== WHAT YOU WILL DO ==
Search the listing below, and show each line that includes the word "starts".

== EXTRACTED MATERIAL ==

use std::fmt::Write;

use chrono::{DateTime, Utc};

use crate::models::{AiSummary, DataSource, PeriodMetrics, ReferralType, Session};

fn source_label(source: DataSource) -> &'static str {
    match source {
        DataSource::Live => "live",
        DataSource::Cached => "cached",
        DataSource::Fallback => "unavailable",
    }
}

fn write_metrics(output: &mut String, metrics: &PeriodMetrics) {
    let practice = &metrics.practice;
    let accounting = &metrics.accounting;
    let acquisition = &metrics.acquisition;

    let _ = writeln!(
        output,
        "### {} - {} ({} to {})",
        metrics.period.name, metrics.location_name, metrics.period.start_date, metrics.period.end_date
    );
    let _ = writeln!(output, "- New patients: {}", practice.new_patients);
    let _ = writeln!(
        output,
        "- Consultations / starts: {} / {} (conversion {:.1}%)",
        practice.consultations,
        practice.starts,
        practice.conversion_rate * 100.0
    );

    let referrals: Vec<String> = ReferralType::ALL
        .into_iter()
        .map(|channel| {
            format!(
                "{} {} ({:.1}%)",
                channel,
                practice.referrals.get(channel),
                practice.referral_rates.get(channel) * 100.0
            )
        })
        .collect();
    let _ = writeln!(output, "- Referrals: {}", referrals.join(", "));

    let _ = writeln!(
        output,
        "- Revenue ${:.2}, expenses ${:.2}, net income ${:.2}",
        accounting.revenue, accounting.expenses, accounting.net_income
    );
    let _ = writeln!(
        output,
        "- Acquisition spend ${:.2} across {} entries (average ${:.2}, ${:.2} per new patient)",
        acquisition.total_cost,
        acquisition.cost_count,
        acquisition.average_cost,
        acquisition.cost_per_new_patient
    );
    let _ = writeln!(
        output,
        "- Data sources: practice {}, accounting {}",
        source_label(metrics.sources.practice),
        source_label(metrics.sources.accounting)
    );
    let _ = writeln!(output);
}

fn write_summary(output: &mut String, summary: &AiSummary) {
    let _ = writeln!(output, "## Summary");
    let _ = writeln!(output, "{}", summary.summary);
    let _ = writeln!(output);
    let _ = writeln!(output, "## Recommendations");

    if summary.recommendations.is_empty() {
        let _ = writeln!(output, "No recommendations.");
    } else {
        for recommendation in &summary.recommendations {
            let priority = format!("{:?}", recommendation.priority).to_uppercase();
            if recommendation.detail.is_empty() {
                let _ = writeln!(output, "- [{priority}] {}", recommendation.title);
            } else {
                let _ = writeln!(
                    output,
                    "- [{priority}] {}: {}",
                    recommendation.title, recommendation.detail
                );
            }
        }
    }
}

pub fn build_report(session: &Session, metrics: &[PeriodMetrics], generated_at: DateTime<Utc>) -> String {
    let mut output = String::new();

    let _ = writeln!(output, "# {}", session.name);
    let _ = writeln!(
        output,
        "Generated {} (session last saved {})",
        generated_at.format("%Y-%m-%d %H:%M UTC"),
        session.updated_at.format("%Y-%m-%d %H:%M UTC")
    );
    let _ = writeln!(output);
    let _ = writeln!(output, "## Periods");

    if session.periods.is_empty() {
        let _ = writeln!(output, "No periods saved in this session.");
    } else {
        for period in &session.periods {
            let _ = writeln!(
                output,
                "- {}: {} to {}",
                period.name, period.start_date, period.end_date
            );
        }
    }

    let _ = writeln!(output);
    let _ = writeln!(output, "## Metrics");

    if metrics.is_empty() {
        let _ = writeln!(output, "No analytics were saved with this session.");
        let _ = writeln!(output);
    } else {
        for period_metrics in metrics {
            write_metrics(&mut output, period_metrics);
        }
    }

    match &session.ai_summary {
        Some(summary) => write_summary(&mut output, summary),
        None => {
            let _ = writeln!(output, "## Summary");
            let _ = writeln!(output, "No summary was generated for this session.");
        }
    }

    output
}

== ANSWER SECTION ==
        "- Consultations / starts: {} / {} (conversion {:.1}%)",
        practice.starts,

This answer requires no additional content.